Quem não se lembra da maioria absoluta do PS de Sócrates onde nem ele nem os ministros se davam, sequer, ao trabalho de ouvir a oposição ou os movimentos e organizações sociais; quem não se lembra de ele e os seus ministros irem para o Parlamento ofender deputados da oposição, com gozos, desde chamar nomes a fazer 'cornos' às pessoas; quem não se lembra que aquela Lurdes Rodrigues já nem se dava ao trabalho de falar com os sindicatos, mandava um secretário qualquer ouvi-los e não queria saber do que diziam e só voltou a falar com eles depois das grandes manifestações de professores; quem não se lembra dos gastos dos gabinetes, das PPP, dos amigos todos sentados no poder, dos abusos de poder...
E quem é que não se lembra deste governo ter chegado ao poder a cortar salários, subir impostos, despedir em massa ao mesmo tempo que chamava sabotadores aos críticos, gozava com as pessoas a chamar-lhes maricas, dizia coisas do género, 'se não estão aqui bem emigrem'; quem não se lembra do Vítor Gaspar dizer que a culpa da crise eram os portugueses viverem acima das possibilidades; quem não se lembra das tentivas de manipular o TC sem o qual estávamos todos indigentes a pedir no meio da rua; dos dois milhões de crianças com fome, os 400 mil jovens emigrados, da arrogância com que cortavam e ainda diziam que era pouco; das ofensas a todos, desde a oposição ao povo que os elegeu; quem não se lembra da destruição da educação pública, da debandada de médicos e enfermeiras para fora do País, tudo feito com discursos de certezas absolutas.

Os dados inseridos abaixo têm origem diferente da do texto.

// src/services/listing_service.rs

//! Creates a full product listing: the product row plus its description,
//! price, purchasing user, and the order linking product to user.

use crate::errors::Result;
use serde::{Deserialize, Serialize};
use sqlx::MySqlPool;
use tracing::{info, instrument};

/// The flat payload `POST /add_product` accepts.
///
/// Every field is optional at the type level: an absent field binds SQL
/// `NULL`, which the schema's NOT NULL constraints reject, and the resulting
/// database error rolls the whole listing back. `products_url` keeps its
/// historical spelling; it is part of the wire format.
#[derive(Debug, Clone, Deserialize)]
pub struct NewProductListing {
  pub product_name: Option<String>,
  pub products_url: Option<String>,
  pub product_description: Option<String>,
  pub product_brief_description: Option<String>,
  pub product_img: Option<String>,
  pub product_link: Option<String>,
  pub starting_price: Option<String>,
  pub price_range: Option<String>,
  pub user_name: Option<String>,
  pub user_password: Option<String>,
}

/// Identifiers generated while creating a listing.
#[derive(Debug, Clone, Copy, Serialize)]
pub struct ListingIds {
  pub product_id: u64,
  pub user_id: u64,
  pub order_id: u64,
}

/// Inserts the five related rows inside one transaction.
///
/// The product id feeds the description, price, and order inserts; the user
/// id feeds the order insert. Any failure rolls back every row already
/// written, so a listing is either fully present or fully absent.
#[instrument(name = "listing_service::create_product_listing", skip(pool, listing))]
pub async fn create_product_listing(pool: &MySqlPool, listing: &NewProductListing) -> Result<ListingIds> {
  let mut tx = pool.begin().await?;

  let product_id = sqlx::query("INSERT INTO products (product_url, product_name) VALUES (?, ?)")
    .bind(listing.products_url.as_deref())
    .bind(listing.product_name.as_deref())
    .execute(&mut *tx)
    .await?
    .last_insert_id();

  sqlx::query(
    "INSERT INTO product_description (product_id, product_brief_description, product_description, product_img, product_link) VALUES (?, ?, ?, ?, ?)",
  )
  .bind(product_id)
  .bind(listing.product_brief_description.as_deref())
  .bind(listing.product_description.as_deref())
  .bind(listing.product_img.as_deref())
  .bind(listing.product_link.as_deref())
  .execute(&mut *tx)
  .await?;

  sqlx::query("INSERT INTO product_price (product_id, starting_price, price_range) VALUES (?, ?, ?)")
    .bind(product_id)
    .bind(listing.starting_price.as_deref())
    .bind(listing.price_range.as_deref())
    .execute(&mut *tx)
    .await?;

  let user_id = sqlx::query("INSERT INTO users (user_name, user_password) VALUES (?, ?)")
    .bind(listing.user_name.as_deref())
    .bind(listing.user_password.as_deref())
    .execute(&mut *tx)
    .await?
    .last_insert_id();

  let order_id = sqlx::query("INSERT INTO orders (product_id, user_id) VALUES (?, ?)")
    .bind(product_id)
    .bind(user_id)
    .execute(&mut *tx)
    .await?
    .last_insert_id();

  tx.commit().await?;

  info!(product_id, user_id, order_id, "Product listing created.");

  Ok(ListingIds {
    product_id,
    user_id,
    order_id,
  })
}
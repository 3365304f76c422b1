// src/models/product.rs

use serde::Serialize;
use sqlx::FromRow;

/// One row of the three-way join between `products`, `product_description`
/// and `product_price` — the projection both read endpoints return.
///
/// Prices are stored and served as strings, matching the schema.
#[derive(Debug, Clone, Serialize, FromRow)]
pub struct ProductDetail {
  pub product_id: i32,
  pub product_url: String,
  pub product_name: String,
  pub product_brief_description: String,
  pub product_description: String,
  pub product_img: String,
  pub product_link: String,
  pub starting_price: String,
  pub price_range: String,
}
use async_trait::async_trait;
use chrono::Utc;
use std::collections::BTreeMap;
use std::sync::Arc;
use tokio::sync::RwLock;

use crate::error::{CustomerError, CustomerResult};
use crate::models::{Customer, NewCustomer};

/// Persistence port for customers
#[cfg_attr(test, mockall::automock)]
#[async_trait]
pub trait CustomerRepository: Send + Sync {
    /// Insert and return the stored row. A unique-email violation is
    /// reported as `DuplicateEmail`.
    async fn create(&self, input: NewCustomer) -> CustomerResult<Customer>;

    async fn get_by_id(&self, id: i64) -> CustomerResult<Option<Customer>>;

    async fn get_by_email(&self, email: &str) -> CustomerResult<Option<Customer>>;
}

#[derive(Debug, Default)]
struct Store {
    next_id: i64,
    customers: BTreeMap<i64, Customer>,
}

/// In-memory implementation of CustomerRepository (for development/testing)
#[derive(Debug, Default, Clone)]
pub struct InMemoryCustomerRepository {
    store: Arc<RwLock<Store>>,
}

impl InMemoryCustomerRepository {
    pub fn new() -> Self {
        Self::default()
    }
}

#[async_trait]
impl CustomerRepository for InMemoryCustomerRepository {
    async fn create(&self, input: NewCustomer) -> CustomerResult<Customer> {
        let mut store = self.store.write().await;

        if store.customers.values().any(|c| c.email == input.email) {
            return Err(CustomerError::DuplicateEmail(input.email));
        }

        store.next_id += 1;
        let now = Utc::now();
        let customer = Customer {
            id: store.next_id,
            name: input.name,
            email: input.email,
            created_at: now,
            updated_at: now,
        };
        store.customers.insert(customer.id, customer.clone());
        Ok(customer)
    }

    async fn get_by_id(&self, id: i64) -> CustomerResult<Option<Customer>> {
        Ok(self.store.read().await.customers.get(&id).cloned())
    }

    async fn get_by_email(&self, email: &str) -> CustomerResult<Option<Customer>> {
        let store = self.store.read().await;
        Ok(store.customers.values().find(|c| c.email == email).cloned())
    }
}

#[cfg(test)]
mod tests {
    use super::*;

    fn new_customer(name: &str, email: &str) -> NewCustomer {
        NewCustomer {
            name: name.to_string(),
            email: email.to_string(),
        }
    }

    #[tokio::test]
    async fn test_ids_are_sequential_from_one() {
        let repo = InMemoryCustomerRepository::new();

        let first = repo.create(new_customer("ebuka", "ebuka@x.com")).await.unwrap();
        let second = repo.create(new_customer("ada", "ada@x.com")).await.unwrap();

        assert_eq!(first.id, 1);
        assert_eq!(second.id, 2);
        assert_eq!(repo.get_by_email("ada@x.com").await.unwrap(), Some(second));
    }

    #[tokio::test]
    async fn test_duplicate_email_rejected_under_lock() {
        let repo = InMemoryCustomerRepository::new();
        repo.create(new_customer("ebuka", "ebuka@x.com")).await.unwrap();

        let result = repo.create(new_customer("someone else", "ebuka@x.com")).await;
        assert!(matches!(result, Err(CustomerError::DuplicateEmail(_))));
        assert!(repo.get_by_id(2).await.unwrap().is_none());
    }
}
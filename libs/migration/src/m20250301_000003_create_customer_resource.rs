use sea_orm_migration::{prelude::*, schema::*};

#[derive(DeriveMigrationName)]
pub struct Migration;

#[async_trait::async_trait]
impl MigrationTrait for Migration {
    async fn up(&self, manager: &SchemaManager) -> Result<(), DbErr> {
        manager
            .create_table(
                Table::create()
                    .table(CustomerResource::Table)
                    .if_not_exists()
                    .col(big_integer(CustomerResource::CustomerId))
                    .col(big_integer(CustomerResource::ResourceId))
                    .col(
                        timestamp_with_time_zone(CustomerResource::CreatedAt)
                            .default(Expr::current_timestamp()),
                    )
                    .primary_key(
                        Index::create()
                            .col(CustomerResource::CustomerId)
                            .col(CustomerResource::ResourceId),
                    )
                    .foreign_key(
                        ForeignKey::create()
                            .name("fk_customer_resource_customer_id")
                            .from(CustomerResource::Table, CustomerResource::CustomerId)
                            .to(Customers::Table, Customers::Id)
                            .on_delete(ForeignKeyAction::Cascade)
                            .on_update(ForeignKeyAction::Cascade),
                    )
                    .foreign_key(
                        ForeignKey::create()
                            .name("fk_customer_resource_resource_id")
                            .from(CustomerResource::Table, CustomerResource::ResourceId)
                            .to(Resources::Table, Resources::Id)
                            .on_delete(ForeignKeyAction::Cascade)
                            .on_update(ForeignKeyAction::Cascade),
                    )
                    .to_owned(),
            )
            .await?;

        // Lookups by resource for cascading deletes
        manager
            .create_index(
                Index::create()
                    .name("idx_customer_resource_resource_id")
                    .table(CustomerResource::Table)
                    .col(CustomerResource::ResourceId)
                    .to_owned(),
            )
            .await?;

        Ok(())
    }

    async fn down(&self, manager: &SchemaManager) -> Result<(), DbErr> {
        manager
            .drop_table(Table::drop().table(CustomerResource::Table).to_owned())
            .await
    }
}

#[derive(DeriveIden)]
enum CustomerResource {
    Table,
    CustomerId,
    ResourceId,
    CreatedAt,
}

#[derive(DeriveIden)]
enum Customers {
    Table,
    Id,
}

#[derive(DeriveIden)]
enum Resources {
    Table,
    Id,
}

E não parece que o PCP ou o BE seriam diferentes: o PCP sempre foi um partido de paternalismo não-democrático [como se vê pela actuação dos seus sindicatos] e o BE é um partido de intelectuais que dá mais importância ao facto de ter razão que ao interesse das pessoas.
Pois este é o problema pelo qual não têm maiorias absolutas e pelo qual não se responsabilizam -se calhar nem vêem o problema, de tal maneira vivem nos meandros dos interesses pessoais e partidários- e ainda têm o descaramento de responsabilizar o povo, que é quem paga na carne estes erros, por não terem votado como queriam ou lhes agradaria.
Pior é que esta cultura de autoritarismo não-democrático, de recusa em aceitar visões diferentes, de recusa em discutir, de denegrir e caluniar críticos e atirá-los para o canto dos sabotadores ou rudes ou o que seja, tem vindo a infectar todos os domínios da sociedade, todas as áreas de trabalho e, a corrosão é já por demais evidente, mesmo com as tentativas de máscara dos intervenientes e dos seus cúmplices, activos e passivos.
Se os partidos não querem fazer um exercício de auto-crítica e mudar as suas práticas, não façam, mas não culpem os portugueses pelas vossas ambições e arrogâncias partidárias.
Já contribuí, por duas vezes, há muito, muito tempo, desde que voto, para maiorias absolutas. Nunca mais o fiz, nunca mais o faço. Só se for necessário para defender a indepedência do País. Caso contrário, nunca mais. Os políticos que temos não sabem usar democraticamente o voto de maioria absoluta. Mas lá está... na opinião dos 'doutos' dos partidos eu devo fazer parte do povo ignorante que não percebe que o melhor para o País é aceitar o que os políticos dizem porque 'eles é que sabem, eles é que estão lá, eles é que estão por dentro das coisas'.